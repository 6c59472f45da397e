//! Keyboard emulation against a recording key emitter

use pose_drive::{
    input_sink::{Button, InputSink},
    keyboard::{KeyBindings, KeyEmitter, KeyboardEmulator},
    Error, Result,
};
use std::sync::{Arc, Mutex};

#[derive(Debug, Clone, PartialEq)]
enum Key {
    Down(String),
    Up(String),
}

#[derive(Clone, Default)]
struct RecordingEmitter {
    log: Arc<Mutex<Vec<Key>>>,
    fail_up: bool,
}

impl RecordingEmitter {
    fn events(&self) -> Vec<Key> {
        self.log.lock().unwrap().clone()
    }
}

impl KeyEmitter for RecordingEmitter {
    fn key_down(&mut self, key: &str) -> Result<()> {
        self.log.lock().unwrap().push(Key::Down(key.to_string()));
        Ok(())
    }

    fn key_up(&mut self, key: &str) -> Result<()> {
        self.log.lock().unwrap().push(Key::Up(key.to_string()));
        if self.fail_up {
            return Err(Error::InputSink(format!("cannot release {key}")));
        }
        Ok(())
    }
}

fn down(key: &str) -> Key {
    Key::Down(key.to_string())
}

fn up(key: &str) -> Key {
    Key::Up(key.to_string())
}

fn emulator() -> (KeyboardEmulator<RecordingEmitter>, RecordingEmitter) {
    let emitter = RecordingEmitter::default();
    (KeyboardEmulator::new(emitter.clone(), KeyBindings::default(), 0.3, 0.3), emitter)
}

#[test]
fn test_steering_holds_key_once() {
    let (mut kb, emitter) = emulator();
    kb.left_joystick(0.8, 0.0).unwrap();
    kb.left_joystick(0.9, 0.0).unwrap();
    kb.left_joystick(1.0, 0.0).unwrap();
    assert_eq!(emitter.events(), vec![down("d")]);
    assert_eq!(kb.held_keys().collect::<Vec<_>>(), vec!["d"]);
}

#[test]
fn test_steering_reversal_lifts_before_press() {
    let (mut kb, emitter) = emulator();
    kb.left_joystick(-0.8, 0.0).unwrap();
    kb.left_joystick(0.8, 0.0).unwrap();
    kb.left_joystick(0.1, 0.0).unwrap();
    assert_eq!(emitter.events(), vec![down("a"), up("a"), down("d"), up("d")]);
}

#[test]
fn test_thresholds_gate_keys() {
    let (mut kb, emitter) = emulator();
    kb.left_joystick(0.3, 0.0).unwrap();
    kb.right_trigger(0.2).unwrap();
    kb.left_trigger(0.3).unwrap();
    assert!(emitter.events().is_empty());

    kb.right_trigger(0.9).unwrap();
    kb.left_trigger(0.31).unwrap();
    assert_eq!(emitter.events(), vec![down("w"), down("s")]);
}

#[test]
fn test_buttons_use_bindings() {
    let (mut kb, emitter) = emulator();
    kb.press_button(Button::Y).unwrap();
    kb.press_button(Button::Y).unwrap();
    kb.release_button(Button::Y).unwrap();
    kb.press_button(Button::Guide).unwrap();
    kb.release_button(Button::Guide).unwrap();
    assert_eq!(emitter.events(), vec![down("space"), up("space")]);
}

#[test]
fn test_empty_binding_is_ignored() {
    let emitter = RecordingEmitter::default();
    let bindings = KeyBindings {
        brake: String::new(),
        ..KeyBindings::default()
    };
    let mut kb = KeyboardEmulator::new(emitter.clone(), bindings, 0.3, 0.3);
    kb.left_trigger(1.0).unwrap();
    assert!(emitter.events().is_empty());
}

#[test]
fn test_release_lifts_everything_held() {
    let (mut kb, emitter) = emulator();
    kb.left_joystick(-1.0, 0.0).unwrap();
    kb.right_trigger(1.0).unwrap();
    kb.press_button(Button::Start).unwrap();
    kb.release().unwrap();

    let ups: Vec<Key> = emitter
        .events()
        .into_iter()
        .filter(|k| matches!(k, Key::Up(_)))
        .collect();
    assert_eq!(ups.len(), 3);
    assert!(ups.contains(&up("a")));
    assert!(ups.contains(&up("w")));
    assert!(ups.contains(&up("escape")));
    assert_eq!(kb.held_keys().count(), 0);
}

#[test]
fn test_drop_releases_held_keys() {
    let (mut kb, emitter) = emulator();
    kb.right_trigger(1.0).unwrap();
    drop(kb);
    assert_eq!(emitter.events(), vec![down("w"), up("w")]);
}

#[test]
fn test_release_reports_failure_but_tries_all() {
    let emitter = RecordingEmitter {
        fail_up: true,
        ..RecordingEmitter::default()
    };
    let mut kb = KeyboardEmulator::new(emitter.clone(), KeyBindings::default(), 0.3, 0.3);
    kb.right_trigger(1.0).unwrap();
    kb.left_trigger(1.0).unwrap();

    assert!(kb.release().is_err());
    let ups = emitter.events().iter().filter(|k| matches!(k, Key::Up(_))).count();
    assert_eq!(ups, 2);
    assert_eq!(kb.held_keys().count(), 0);
}
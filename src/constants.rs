//! Constants used throughout the application

/// Number of body landmarks produced by the pose model
pub const NUM_POSE_LANDMARKS: usize = 33;

/// Values emitted per landmark by the pose model (x, y, z, visibility, presence)
pub const POSE_MODEL_VALUES_PER_LANDMARK: usize = 5;

/// Square input resolution of the pose landmark model
pub const POSE_MODEL_INPUT_SIZE: i32 = 256;

/// Landmark indices (`MediaPipe` Pose numbering)
pub const LEFT_SHOULDER: usize = 11;
pub const RIGHT_SHOULDER: usize = 12;
pub const LEFT_ELBOW: usize = 13;
pub const RIGHT_ELBOW: usize = 14;
pub const LEFT_WRIST: usize = 15;
pub const RIGHT_WRIST: usize = 16;
pub const LEFT_PINKY: usize = 17;
pub const RIGHT_PINKY: usize = 18;
pub const LEFT_INDEX: usize = 19;
pub const RIGHT_INDEX: usize = 20;
pub const LEFT_THUMB: usize = 21;
pub const RIGHT_THUMB: usize = 22;
pub const LEFT_HIP: usize = 23;
pub const RIGHT_HIP: usize = 24;

/// Landmarks averaged into each hand centre
pub const LEFT_HAND_INDICES: [usize; 4] = [LEFT_WRIST, LEFT_PINKY, LEFT_INDEX, LEFT_THUMB];
pub const RIGHT_HAND_INDICES: [usize; 4] = [RIGHT_WRIST, RIGHT_PINKY, RIGHT_INDEX, RIGHT_THUMB];

/// Fingertips used for fist detection
pub const LEFT_FINGERTIPS: [usize; 2] = [LEFT_INDEX, LEFT_THUMB];
pub const RIGHT_FINGERTIPS: [usize; 2] = [RIGHT_INDEX, RIGHT_THUMB];

/// Torso landmarks
pub const SHOULDER_INDICES: [usize; 2] = [LEFT_SHOULDER, RIGHT_SHOULDER];
pub const HIP_INDICES: [usize; 2] = [LEFT_HIP, RIGHT_HIP];

/// Name of the built-in preset; never written to disk
pub const DEFAULT_PRESET_NAME: &str = "default";

/// File extension of preset files
pub const PRESET_FILE_EXTENSION: &str = "json";

/// Mapping parameter names (shared by presets and the parameter store)
pub const PARAM_MAX_PITCH: &str = "max_pitch";
pub const PARAM_FIST_THRESH: &str = "fist_thresh";
pub const PARAM_BEHIND_THRESH: &str = "behind_thresh";
pub const PARAM_JOYSTICK_DEADZONE: &str = "joystick_deadzone";
pub const PARAM_STEERING_SCALE: &str = "steering_scale";
pub const PARAM_STEERING_SAFE_ANGLE: &str = "steering_safe_angle";
pub const PARAM_STEERING_LEFT_BORDER: &str = "steering_left_border_angle";
pub const PARAM_STEERING_RIGHT_BORDER: &str = "steering_right_border_angle";

/// Visual setting names
pub const VISUAL_SHOW_FPS: &str = "show_fps";
pub const VISUAL_SHOW_CAM_CAPTURE: &str = "show_cam_capture";
pub const VISUAL_SHOW_POSE_ESTIMATION: &str = "show_pose_estimation";
pub const VISUAL_FIST_CIRCLE_RADIUS: &str = "fist_center_circle_radius";
pub const VISUAL_FIST_CIRCLE_COLOR: &str = "fist_center_circle_color";

/// Default mapping values
pub const DEFAULT_MAX_PITCH: f64 = 0.4;
pub const DEFAULT_FIST_THRESH: f64 = 0.06;
pub const DEFAULT_BEHIND_THRESH: f64 = 0.08;
pub const DEFAULT_JOYSTICK_DEADZONE: f64 = 0.02;
pub const DEFAULT_STEERING_SCALE: f64 = 1.0;
pub const DEFAULT_STEERING_SAFE_ANGLE: f64 = 7.0;
pub const DEFAULT_STEERING_BORDER_ANGLE: f64 = 45.0;

/// Default frames per second assumption
pub const DEFAULT_FPS: u32 = 30;

/// Full-scale value of virtual gamepad sticks
pub const GAMEPAD_AXIS_MAX: i32 = 32767;

/// Full-scale value of virtual gamepad triggers
pub const GAMEPAD_TRIGGER_MAX: i32 = 255;

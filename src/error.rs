//! Error types for the pose-to-controller bridge.

use std::path::PathBuf;
use thiserror::Error;

/// Main error type for the library
#[derive(Error, Debug)]
pub enum Error {
    /// `OpenCV` operation failed
    #[error("OpenCV error: {0}")]
    OpenCV(#[from] opencv::Error),

    /// `ONNX` Runtime inference failed
    #[error("ONNX Runtime error: {0}")]
    OnnxRuntime(#[from] ort::OrtError),

    /// File I/O operation failed
    #[error("IO error: {0}")]
    Io(#[from] std::io::Error),

    /// JSON serialization failed
    #[error("JSON error: {0}")]
    Json(#[from] serde_json::Error),

    /// A single preset file could not be parsed
    #[error("Failed to parse preset {}: {source}", path.display())]
    PresetParse {
        /// File that failed to parse
        path: PathBuf,
        /// Underlying parser error
        source: serde_json::Error,
    },

    /// Parameter store misuse (duplicate name, unknown name)
    #[error("Parameter error: {0}")]
    ParamError(String),

    /// Invalid input parameters provided
    #[error("Invalid input: {0}")]
    InvalidInput(String),

    /// Model loading or inference error
    #[error("Model error: {0}")]
    ModelError(String),

    /// Model output processing error
    #[error("Model output error: {0}")]
    ModelOutputError(String),

    /// Model data shape or format error
    #[error("Model data format error: {0}")]
    ModelDataFormatError(String),

    /// Virtual controller or keyboard injection failed
    #[error("Input sink error: {0}")]
    InputSink(String),

    /// `X11` window system operation failed
    #[error("X11 error: {0}")]
    X11(String),

    /// A capability was requested that could not be initialised at startup
    #[error("Capability unavailable: {0}")]
    Unavailable(String),

    /// Configuration error
    #[error("Configuration error: {0}")]
    ConfigError(String),
}

/// Application-specific error type (alias for main Error type)
pub type AppError = Error;

/// Convenience type alias for Results with our Error type
pub type Result<T> = std::result::Result<T, Error>;
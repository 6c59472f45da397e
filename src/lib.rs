//! Gesture-controlled game input from body-pose landmarks.
//!
//! This library turns webcam frames into virtual controller input using:
//! - ONNX Runtime for body landmark inference
//! - `OpenCV` for capture, overlays and the live tuning window
//! - `evdev` uinput or X11 `XTest` for the emitted input
//!
//! The pipeline for each frame is:
//! 1. Landmark detection finds 33 body keypoints
//! 2. The mapper derives steering, throttle, brake and button conditions
//! 3. Edge-triggered controls are dispatched to an input sink
//! 4. The overlay shows what was recognised
//!
//! Thresholds live in a shared [`params::ParamStore`] and are swapped as a
//! whole when the [`presets::PresetManager`] applies a preset.
//!
//! # Examples
//!
//! ## Mapping one pose
//!
//! ```
//! use pose_drive::{
//!     input_sink::NullSink,
//!     landmarks::{Landmark, PoseLandmarks},
//!     mapping::PoseControlMapper,
//!     params::ParamStore,
//! };
//!
//! # fn main() -> Result<(), Box<dyn std::error::Error>> {
//! let mut mapper = PoseControlMapper::new(ParamStore::new())?;
//!
//! // Every landmark at the same spot: hands level, nothing pressed
//! let pose = PoseLandmarks::new([Landmark::new(0.5, 0.5, 0.0); 33]);
//! let feature = *mapper.extract_features(Some(&pose));
//! assert_eq!(feature.left_pressure, 0.0);
//! assert_eq!(feature.right_pressure, 0.0);
//!
//! let output = mapper.trigger_control(&mut NullSink)?;
//! println!("steering {:.2}", output.steering);
//! # Ok(())
//! # }
//! ```
//!
//! ## Presets driving the mapper
//!
//! ```no_run
//! use pose_drive::{mapping::PoseControlMapper, params::ParamStore, presets::PresetManager};
//!
//! # fn main() -> Result<(), Box<dyn std::error::Error>> {
//! let params = ParamStore::new();
//! let mapper = PoseControlMapper::new(params.clone())?;
//!
//! let mut presets = PresetManager::new("Presets", "racing");
//! presets.register_update_callback(mapper.preset_callback());
//! let report = presets.load_presets()?;
//! println!("loaded {:?}, active {:?}", report.loaded, presets.active_name());
//! # Ok(())
//! # }
//! ```

/// Error types and result handling
pub mod error;

/// Constants used throughout the application
pub mod constants;

/// Configuration management
pub mod config;

/// Body landmark types and skeleton connections
pub mod landmarks;

/// Live-tunable parameter store
pub mod params;

/// Named presets and the preset manager
pub mod presets;

/// Pose-to-control feature extraction and dispatch
pub mod mapping;

/// Input sink trait, buttons and edge triggering
pub mod input_sink;

/// Virtual gamepad through Linux uinput
pub mod gamepad;

/// Keyboard emulation sink and X11 key injection
pub mod keyboard;

/// Body landmark detection with an ONNX pose model
pub mod pose_detection;

/// Overlay window and headless display
pub mod display;

/// Trackbar window for live parameter editing
pub mod tuning;

/// Utility functions: FPS smoothing, colours and checked casts
pub mod utils;

/// Main application module
pub mod app;

pub use error::{Error, Result};
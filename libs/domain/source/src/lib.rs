// [libs/domain/source/src/lib.rs]
/*!
 * =================================================================
 * APARATO: SOURCE FRONTEND SEAM (V4.0 - GOLD MASTER)
 * CLASIFICACIÓN: DOMAIN LOGIC (ESTRATO L2)
 * RESPONSABILIDAD: INTERFAZ NOMINAL SOBRE EL TEXTO DE SIMULACIÓN
 *
 * El intérprete del lenguaje de simulación es un colaborador externo:
 * el núcleo de ejecución consume el programa como texto opaco. Este
 * estrato aporta el escaneo estructural mínimo que la superficie de
 * mando necesita: localizar el bloque 'simulation' pedido, descubrir
 * referencias 'config.*' y 'external.*', y extraer los límites de
 * pasos que alimentan el cálculo de progreso.
 * =================================================================
 */

pub mod errors;
pub mod scanner;

pub use errors::SourceFault;
pub use scanner::{
    discover_config_variables, discover_external_resources, find_simulation, list_simulations,
    step_bounds, validate_program, SimulationBlock, StepBounds,
};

Task directions –
Here the job is to output the lines from the start of the material through the line with "impl KeyEmitter for", inclusive, exactly and with nothing else.

Result –
repository 6c59472f45da397e
//! Keyboard emulation against a recording key emitter

use pose_drive::{
    input_sink::{Button, InputSink},
    keyboard::{KeyBindings, KeyEmitter, KeyboardEmulator},
    Error, Result,
};
use std::sync::{Arc, Mutex};

#[derive(Debug, Clone, PartialEq)]
enum Key {
    Down(String),
    Up(String),
}

#[derive(Clone, Default)]
struct RecordingEmitter {
    log: Arc<Mutex<Vec<Key>>>,
    fail_up: bool,
}

impl RecordingEmitter {
    fn events(&self) -> Vec<Key> {
        self.log.lock().unwrap().clone()
    }
}

impl KeyEmitter for RecordingEmitter {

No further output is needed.